Excerpted data Block Start

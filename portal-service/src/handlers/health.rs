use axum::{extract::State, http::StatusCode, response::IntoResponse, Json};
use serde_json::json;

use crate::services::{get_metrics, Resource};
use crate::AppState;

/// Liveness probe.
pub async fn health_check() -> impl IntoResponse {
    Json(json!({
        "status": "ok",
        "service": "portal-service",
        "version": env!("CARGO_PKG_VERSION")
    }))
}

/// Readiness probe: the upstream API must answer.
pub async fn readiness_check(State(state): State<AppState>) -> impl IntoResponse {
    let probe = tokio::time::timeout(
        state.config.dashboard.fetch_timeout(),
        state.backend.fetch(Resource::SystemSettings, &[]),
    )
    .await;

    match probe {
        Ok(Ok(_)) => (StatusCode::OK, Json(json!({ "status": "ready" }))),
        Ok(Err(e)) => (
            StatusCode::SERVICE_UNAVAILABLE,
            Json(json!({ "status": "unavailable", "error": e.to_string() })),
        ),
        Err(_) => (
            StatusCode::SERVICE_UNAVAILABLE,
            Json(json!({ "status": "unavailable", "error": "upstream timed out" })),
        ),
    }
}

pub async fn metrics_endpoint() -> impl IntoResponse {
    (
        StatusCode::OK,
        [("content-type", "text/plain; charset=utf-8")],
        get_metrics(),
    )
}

Excerpted data Block End
Excerpted data Block Start

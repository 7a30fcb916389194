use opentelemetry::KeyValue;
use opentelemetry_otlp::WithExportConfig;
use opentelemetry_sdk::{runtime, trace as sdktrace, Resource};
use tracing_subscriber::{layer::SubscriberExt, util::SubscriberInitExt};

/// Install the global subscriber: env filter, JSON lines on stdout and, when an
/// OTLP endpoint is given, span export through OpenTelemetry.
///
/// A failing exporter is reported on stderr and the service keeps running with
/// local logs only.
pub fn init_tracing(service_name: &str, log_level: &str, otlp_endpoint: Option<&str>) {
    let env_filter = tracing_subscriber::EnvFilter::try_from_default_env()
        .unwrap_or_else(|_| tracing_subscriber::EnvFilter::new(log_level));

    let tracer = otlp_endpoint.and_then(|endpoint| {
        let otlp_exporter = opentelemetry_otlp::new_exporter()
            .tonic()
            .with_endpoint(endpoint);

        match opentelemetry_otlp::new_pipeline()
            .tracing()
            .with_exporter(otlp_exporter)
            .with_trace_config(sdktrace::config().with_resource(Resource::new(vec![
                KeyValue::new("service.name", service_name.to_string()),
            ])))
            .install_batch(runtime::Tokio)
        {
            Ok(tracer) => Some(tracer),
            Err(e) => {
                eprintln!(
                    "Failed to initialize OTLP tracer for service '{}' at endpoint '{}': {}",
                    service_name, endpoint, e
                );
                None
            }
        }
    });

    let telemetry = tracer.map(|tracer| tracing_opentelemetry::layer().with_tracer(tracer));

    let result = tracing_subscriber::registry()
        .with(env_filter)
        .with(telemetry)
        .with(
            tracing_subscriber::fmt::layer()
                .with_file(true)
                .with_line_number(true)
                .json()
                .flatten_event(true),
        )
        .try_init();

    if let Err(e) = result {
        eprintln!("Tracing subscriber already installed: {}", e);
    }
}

Excerpted data Block End
Excerpted data Block Start

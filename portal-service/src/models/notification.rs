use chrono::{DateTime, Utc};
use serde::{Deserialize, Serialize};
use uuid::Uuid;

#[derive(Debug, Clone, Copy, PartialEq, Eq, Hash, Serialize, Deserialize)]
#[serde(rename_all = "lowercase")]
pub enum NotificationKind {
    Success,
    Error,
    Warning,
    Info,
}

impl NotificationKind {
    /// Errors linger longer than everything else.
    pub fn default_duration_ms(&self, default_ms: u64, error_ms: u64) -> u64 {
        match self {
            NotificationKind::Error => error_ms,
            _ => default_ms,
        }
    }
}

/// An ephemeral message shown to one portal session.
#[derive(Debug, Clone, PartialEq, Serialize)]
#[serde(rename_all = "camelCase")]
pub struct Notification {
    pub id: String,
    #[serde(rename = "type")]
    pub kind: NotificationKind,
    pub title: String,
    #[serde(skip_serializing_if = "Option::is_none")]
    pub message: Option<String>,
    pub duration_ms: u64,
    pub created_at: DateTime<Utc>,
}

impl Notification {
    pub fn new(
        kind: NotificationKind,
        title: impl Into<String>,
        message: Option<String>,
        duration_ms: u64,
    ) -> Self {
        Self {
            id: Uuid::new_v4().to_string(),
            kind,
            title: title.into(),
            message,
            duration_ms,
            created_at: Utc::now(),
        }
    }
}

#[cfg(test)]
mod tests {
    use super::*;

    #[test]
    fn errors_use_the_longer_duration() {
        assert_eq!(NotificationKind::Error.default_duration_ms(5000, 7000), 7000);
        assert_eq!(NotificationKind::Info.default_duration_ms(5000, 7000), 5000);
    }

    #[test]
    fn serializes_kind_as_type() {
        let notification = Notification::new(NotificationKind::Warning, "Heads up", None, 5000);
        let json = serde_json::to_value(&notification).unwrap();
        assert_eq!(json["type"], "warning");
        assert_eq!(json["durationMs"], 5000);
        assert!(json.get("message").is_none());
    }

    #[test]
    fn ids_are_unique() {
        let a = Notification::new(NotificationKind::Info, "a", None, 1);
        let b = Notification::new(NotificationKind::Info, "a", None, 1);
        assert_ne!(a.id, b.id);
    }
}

Excerpted data Block End

→ About this exercise:
Collect the lines of the data that carry the word "KeyValue".

→ Exercise solution:
use opentelemetry::KeyValue;
                KeyValue::new("service.name", service_name.to_string()),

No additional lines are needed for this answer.